Where does Chomsky think the democrats came from?
According to Chomsky, Bombs didn't work. Sanctions didn't work. External political pressure didn't work. What?
During and after the Bosnia and Croat wars, Milosevic enjoyed very broad popularity from Serbs, and was re-elected by them. He was able to suppress opposition press and politicians with little public outcry.

Then, fast forward to several years later, Milosevic is thrown out by a popular revolution. What changed? To suggest that the nationalist Serb public would have dumped Slobo in the absence of sanctions or bombing defies the history of the conflicts. If Slobo had been able to continue to deliver minimal economic security (no sanctions) and to scapegoat and remove minority populations (no Western intervention), he'd still be there.

We did it on our own. Please do not help us again with your bombs.
and you are missing the main point...
is that we

1) we made the situation WORSE
2) are real interest there isn't democracy or preventing humanitarian crisis

which is well documented.

war is peace
freedom is slavery


And you are missing the point
Between 1994 and 2000, something changed in the Serbian public. Serbs went from overwhelmingly supporting Slobo's militant nationalism to turning him over to the Hague. What happened?

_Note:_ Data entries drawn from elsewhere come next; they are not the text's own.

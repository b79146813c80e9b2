//! The recurrent-network forward and backward kernels.

use std::sync::{Arc, Mutex};

use anyhow::{anyhow, Context, Result};

use crate::graph::{ArgValue, NetDef, OperatorDef};
use crate::operator::{Kernel, OpContext};
use crate::workspace::Workspace;

use super::{
    accumulate, accumulate_rows, apply_link, apply_offset_alias, blob_tensor,
    initialize_recurrent_input, initialize_scratch, require_simple_step_net, run_step_net,
    set_timestep, Link, OffsetAlias, Param, RecurrentGradient, RecurrentInput, Scratch,
};

/// Forward pass stash: the shared sub-workspace plus the per-timestep step
/// workspaces the backward pass replays.
#[derive(Clone)]
pub struct StepWorkspaces {
    pub shared: Arc<Workspace>,
    pub steps: Vec<Arc<Workspace>>,
}

fn def_strs(def: &OperatorDef, name: &str) -> Vec<String> {
    match def.find_arg(name) {
        Some(ArgValue::Strs(values)) => values.clone(),
        _ => Vec::new(),
    }
}

fn def_ints(def: &OperatorDef, name: &str) -> Vec<i64> {
    match def.find_arg(name) {
        Some(ArgValue::Ints(values)) => values.clone(),
        _ => Vec::new(),
    }
}

fn def_int(def: &OperatorDef, name: &str, default: i64) -> i64 {
    match def.find_arg(name) {
        Some(ArgValue::Int(value)) => *value,
        _ => default,
    }
}

fn def_str(def: &OperatorDef, name: &str, default: &str) -> String {
    match def.find_arg(name) {
        Some(ArgValue::Str(value)) => value.clone(),
        _ => default.to_string(),
    }
}

fn def_net(def: &OperatorDef, name: &str) -> Result<NetDef> {
    match def.find_arg(name) {
        Some(ArgValue::Net(net)) => Ok(net.clone()),
        _ => Err(anyhow!(
            "op {}: missing required net argument {}",
            def.op_type,
            name
        )),
    }
}

fn extract_links(
    def: &OperatorDef,
    internal_arg: &str,
    external_arg: &str,
    offset_arg: &str,
    window_arg: &str,
) -> Result<Vec<Link>> {
    let internal = def_strs(def, internal_arg);
    let external = def_strs(def, external_arg);
    let offset = def_ints(def, offset_arg);
    let window = def_ints(def, window_arg);
    if internal.len() != offset.len() || external.len() != offset.len() {
        return Err(anyhow!(
            "link argument lengths mismatch: {}/{}/{}",
            internal_arg,
            external_arg,
            offset_arg
        ));
    }
    Ok(internal
        .into_iter()
        .zip(external)
        .zip(offset.iter().copied())
        .enumerate()
        .map(|(i, ((internal, external), offset))| Link {
            internal,
            external,
            offset,
            window: window.get(i).map(|&w| w as usize).unwrap_or(1),
        })
        .collect())
}

fn extract_aliases(def: &OperatorDef, prefix: &str) -> Result<Vec<OffsetAlias>> {
    let src = def_strs(def, &format!("{}alias_src", prefix));
    let dst = def_strs(def, &format!("{}alias_dst", prefix));
    let offset = def_ints(def, &format!("{}alias_offset", prefix));
    if src.len() != offset.len() || dst.len() != offset.len() {
        return Err(anyhow!("alias argument lengths mismatch"));
    }
    Ok(src
        .into_iter()
        .zip(dst)
        .zip(offset)
        .map(|((src, dst), offset)| OffsetAlias { src, dst, offset })
        .collect())
}

fn extract_scratches(def: &OperatorDef, names_arg: &str) -> Result<Vec<Scratch>> {
    let names = def_strs(def, names_arg);
    let sizes = def_ints(def, "scratch_sizes");
    if names.len() != sizes.len() {
        return Err(anyhow!("{} and scratch_sizes mismatch", names_arg));
    }
    Ok(names
        .into_iter()
        .zip(sizes)
        .map(|(name, size)| Scratch {
            name,
            size_per_step: size as usize,
        })
        .collect())
}

pub struct RecurrentNetworkKernel {
    step_net_def: NetDef,
    timestep: String,
    recurrent_inputs: Vec<RecurrentInput>,
    links: Vec<Link>,
    aliases: Vec<OffsetAlias>,
    scratches: Vec<Scratch>,
    forward_only: bool,
    step_workspaces_name: String,
    shared_ws: Arc<Workspace>,
    /// Bounded ring of step workspaces cycled in forward-only mode; its
    /// size is the achievable time-parallelism.
    ring: Mutex<Vec<Arc<Workspace>>>,
    ring_size: usize,
}

impl RecurrentNetworkKernel {
    pub fn create(def: &OperatorDef, ws: &Arc<Workspace>) -> Result<Box<dyn Kernel>> {
        let step_net_def = def_net(def, "step_net")?;
        require_simple_step_net(&step_net_def)?;

        let states = def_strs(def, "recurrent_states");
        let inputs = def_strs(def, "recurrent_inputs");
        let sizes = def_ints(def, "recurrent_sizes");
        if states.len() != inputs.len() || sizes.len() != inputs.len() {
            return Err(anyhow!("recurrent states/inputs/sizes mismatch"));
        }
        let recurrent_inputs = states
            .into_iter()
            .zip(inputs)
            .zip(sizes)
            .map(|((state, input), size)| {
                // States outlive the unroll; they are created in the op's
                // workspace where aliases and consumers resolve them.
                ws.create_blob(&state);
                RecurrentInput {
                    state,
                    input,
                    size: size as usize,
                }
            })
            .collect();

        let scratches = extract_scratches(def, "scratch")?;
        let shared_ws = Workspace::with_parent(ws);
        for scratch in &scratches {
            shared_ws.create_local_blob(&scratch.name);
        }

        Ok(Box::new(RecurrentNetworkKernel {
            step_net_def,
            timestep: def_str(def, "timestep", "timestep"),
            recurrent_inputs,
            links: extract_links(def, "link_internal", "link_external", "link_offset", "link_window")?,
            aliases: extract_aliases(def, "")?,
            scratches,
            forward_only: def_int(def, "forward_only", 0) != 0,
            step_workspaces_name: def_str(def, "step_workspaces", "step_workspaces"),
            shared_ws,
            ring: Mutex::new(Vec::new()),
            ring_size: def_int(def, "num_step_workspaces", 2).max(1) as usize,
        }))
    }

    fn step_workspaces(&self, seq_len: usize) -> Vec<Arc<Workspace>> {
        if self.forward_only {
            let mut ring = self.ring.lock().expect("ring lock poisoned");
            while ring.len() < self.ring_size.min(seq_len.max(1)) {
                ring.push(Workspace::with_parent(&self.shared_ws));
            }
            (0..seq_len)
                .map(|t| Arc::clone(&ring[t % ring.len().max(1)]))
                .collect()
        } else {
            // The backward pass replays each timestep, so every step gets
            // its own workspace, allocated on demand.
            (0..seq_len)
                .map(|_| Workspace::with_parent(&self.shared_ws))
                .collect()
        }
    }
}

impl Kernel for RecurrentNetworkKernel {
    fn run(&self, ctx: &OpContext) -> Result<()> {
        let sequence = ctx.input_tensor(0)?;
        if sequence.ndim() < 2 {
            return Err(anyhow!(
                "recurrent_network: input sequence must be at least (T, B), got {:?}",
                sequence.shape()
            ));
        }
        let seq_len = sequence.dim(0);
        let batch = sequence.dim(1);
        let op_ws = ctx.workspace()?;

        for ri in &self.recurrent_inputs {
            initialize_recurrent_input(ri, seq_len, batch, &op_ws)?;
        }
        for scratch in &self.scratches {
            initialize_scratch(scratch, seq_len, batch, &self.shared_ws);
        }

        let step_wss = self.step_workspaces(seq_len);
        for (t, sw) in step_wss.iter().enumerate() {
            for link in &self.links {
                apply_link(link, t, sw)?;
            }
            set_timestep(sw, &self.timestep, t);
            run_step_net(sw, &self.step_net_def)
                .with_context(|| format!("recurrent step {} failed", t))?;
        }

        for alias in &self.aliases {
            apply_offset_alias(alias, &op_ws)?;
        }

        if !self.forward_only {
            op_ws
                .create_blob(&self.step_workspaces_name)
                .lock()
                .expect("blob lock poisoned")
                .set(StepWorkspaces {
                    shared: Arc::clone(&self.shared_ws),
                    steps: step_wss,
                });
        }
        Ok(())
    }
}

pub struct RecurrentNetworkGradientKernel {
    backward_step_net_def: NetDef,
    timestep: String,
    links: Vec<Link>,
    params: Vec<Param>,
    recurrent_gradients: Vec<RecurrentGradient>,
    aliases: Vec<OffsetAlias>,
    scratches: Vec<Scratch>,
    step_workspaces_name: String,
}

impl RecurrentNetworkGradientKernel {
    pub fn create(def: &OperatorDef, _ws: &Arc<Workspace>) -> Result<Box<dyn Kernel>> {
        let backward_step_net_def = def_net(def, "backward_step_net")?;
        require_simple_step_net(&backward_step_net_def)?;

        let mut links = extract_links(
            def,
            "link_internal",
            "link_external",
            "link_offset",
            "link_window",
        )?;
        links.extend(extract_links(
            def,
            "backward_link_internal",
            "backward_link_external",
            "backward_link_offset",
            "backward_link_window",
        )?);

        let param = def_strs(def, "param");
        let param_gradient = def_strs(def, "param_gradient");
        if param.len() != param_gradient.len() {
            return Err(anyhow!("param and param_gradient mismatch"));
        }
        let params = param
            .into_iter()
            .zip(param_gradient)
            .map(|(param, grad)| Param {
                acc_grad: format!("{}_acc", grad),
                param,
                grad,
            })
            .collect();

        let recurrent_gradients = def_strs(def, "recurrent_states")
            .into_iter()
            .enumerate()
            .map(|(i, state)| RecurrentGradient {
                grad: format!("{}_grad", state),
                external_grad: if i == 0 {
                    def.input.first().cloned()
                } else {
                    None
                },
                param: state,
                offset: 1,
            })
            .collect();

        Ok(Box::new(RecurrentNetworkGradientKernel {
            backward_step_net_def,
            timestep: def_str(def, "timestep", "timestep"),
            links,
            params,
            recurrent_gradients,
            aliases: extract_aliases(def, "backward_")?,
            scratches: extract_scratches(def, "backward_scratch")?,
            step_workspaces_name: def_str(def, "step_workspaces", "step_workspaces"),
        }))
    }
}

impl Kernel for RecurrentNetworkGradientKernel {
    fn run(&self, ctx: &OpContext) -> Result<()> {
        let outer_grad = ctx.input_tensor(0)?;
        let seq_len = outer_grad.dim(0);
        let batch = outer_grad.dim(1);
        let op_ws = ctx.workspace()?;

        let stash: StepWorkspaces = {
            let blob = op_ws.require_blob(&self.step_workspaces_name)?;
            let guard = blob.lock().expect("blob lock poisoned");
            guard.get::<StepWorkspaces>()?.clone()
        };
        if stash.steps.len() != seq_len {
            return Err(anyhow!(
                "recurrent_network_gradient: {} saved step workspaces for sequence length {}",
                stash.steps.len(),
                seq_len
            ));
        }

        for p in &self.params {
            let param = blob_tensor(&op_ws, &p.param)?;
            // Separate allocations: the accumulator must not alias the
            // per-step gradient it sums.
            op_ws
                .create_blob(&p.grad)
                .lock()
                .expect("blob lock poisoned")
                .set(crate::tensor::Tensor::new(
                    param.dtype(),
                    param.shape().to_vec(),
                    param.device(),
                ));
            op_ws
                .create_blob(&p.acc_grad)
                .lock()
                .expect("blob lock poisoned")
                .set(crate::tensor::Tensor::new(
                    param.dtype(),
                    param.shape().to_vec(),
                    param.device(),
                ));
        }

        for rg in &self.recurrent_gradients {
            let state = blob_tensor(&op_ws, &rg.param)?;
            if state.ndim() != 3 {
                return Err(anyhow!(
                    "recurrent state {} must be rank 3, got {:?}",
                    rg.param,
                    state.shape()
                ));
            }
            let zero = crate::tensor::Tensor::new(
                state.dtype(),
                state.shape().to_vec(),
                state.device(),
            );
            op_ws
                .create_blob(&rg.grad)
                .lock()
                .expect("blob lock poisoned")
                .set(zero);
        }

        for scratch in &self.scratches {
            initialize_scratch(scratch, seq_len, batch, &stash.shared);
        }

        for t in (0..seq_len).rev() {
            crate::trace!("running backward step {}", t);
            for rg in &self.recurrent_gradients {
                let Some(external) = &rg.external_grad else {
                    continue;
                };
                let mut grad = blob_tensor(&op_ws, &rg.grad)?;
                let outer = blob_tensor(&op_ws, external)?;
                accumulate_rows(&mut grad, t + rg.offset, &outer, t)?;
            }

            let sw = &stash.steps[t];
            for link in &self.links {
                apply_link(link, t, sw)?;
            }
            set_timestep(sw, &self.timestep, t);
            run_step_net(sw, &self.backward_step_net_def)
                .with_context(|| format!("recurrent backward step {} failed", t))?;

            for p in &self.params {
                let grad = blob_tensor(&op_ws, &p.grad)?;
                let mut acc = blob_tensor(&op_ws, &p.acc_grad)?;
                accumulate(&mut acc, &grad)?;
            }
        }

        for alias in &self.aliases {
            apply_offset_alias(alias, &op_ws)?;
        }

        // Swap accumulated totals into the gradient blobs so downstream
        // consumers read the sums.
        for p in &self.params {
            let grad_blob = op_ws.require_blob(&p.grad)?;
            let acc_blob = op_ws.require_blob(&p.acc_grad)?;
            let mut grad_guard = grad_blob.lock().expect("blob lock poisoned");
            let mut acc_guard = acc_blob.lock().expect("blob lock poisoned");
            std::mem::swap(&mut *grad_guard, &mut *acc_guard);
        }
        Ok(())
    }
}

The POINT is they werent interested in stopping
a humanitarian crisis, since they CREATED one.
If you read the articles above you will see what i mean.

also see...

<snip>

As in the case of the Clinton Administration, the present regime in Germany, specifically Joschka Fischer's Foreign Office, has justified its intervention in Kosovo by pointing to a "humanitarian catastrophe," "genocide" and "ethnic cleansing" occurring there, especially in the months immediately preceding the NATO attack. The following internal documents from Fischer's ministry and from various regional Administrative Courts in Germany spanning the year before the start of NATO's air attacks, attest that criteria of ethnic cleansing and genocide were not met. The Foreign Office documents were responses to the courts' needs in deciding the status of Kosovo-Albanian refugees in Germany. Although one might in these cases suppose a bias in favor of downplaying a humanitarian catastrophe in order to limit refugees, it nevertheless remains highly significant that the Foreign Office, in contrast to its public assertion of ethnic cleansing and genocide in justifying NATO intervention, privately continued to deny their existence as Yugoslav policy in this crucial period. And this continued to be their assessment even in March of this year. Thus these documents tend to show that stopping genocide was not the reason the German government, and by implication NATO, intervened in Kosovo, and that genocide (as understood in German and international law) in Kosovo did not precede NATO bombardment, at least not from early 1998 through March, 1999, but is a product of it.

<end>

More...
http://www.infoshop.org/news4/german_kosovo.html


The point
What was/is are real purpose in yugoslavia?
The purpose was the removal of Milosevic for his crimes. There is no current purpose. I did not (and do not) find the goal objectionable. Would you prefer that he remained in power?


Red Flag- Does this sound familiar? Iraq? Sadaam Hussein anyone?

why
did we want to remove him from power?


huh?
Sorry, but I can't believe you. Murder, racism, genocide, atrocities, war, death, oppression, political violence, rigged elections, property seizures, ethnic cleansing, mass rapes, intimidation, profiteering, corruption... Do you need me to go on?
These things exist elsewhere. That does not make them acceptable. Serbia under Milosevic was a threat to its neighbors (as demonstrated by several wars) and its citizens. It was a locus for regional destabilization and violence. Europe is better for his absence, and I shed no tears. If you ask Serbs in 10 years about it, the vast majority will tell you that they are better off without him.

Europe had an opportunity to make a change for the better, to expand liberal democracy. It is unfortunate that it required bombs and military action, but Slobo refused to go quietly. Now that he's gone, the next target should be the corrupt regime in Belarus, and civic-culture-building efforts in Ukraine.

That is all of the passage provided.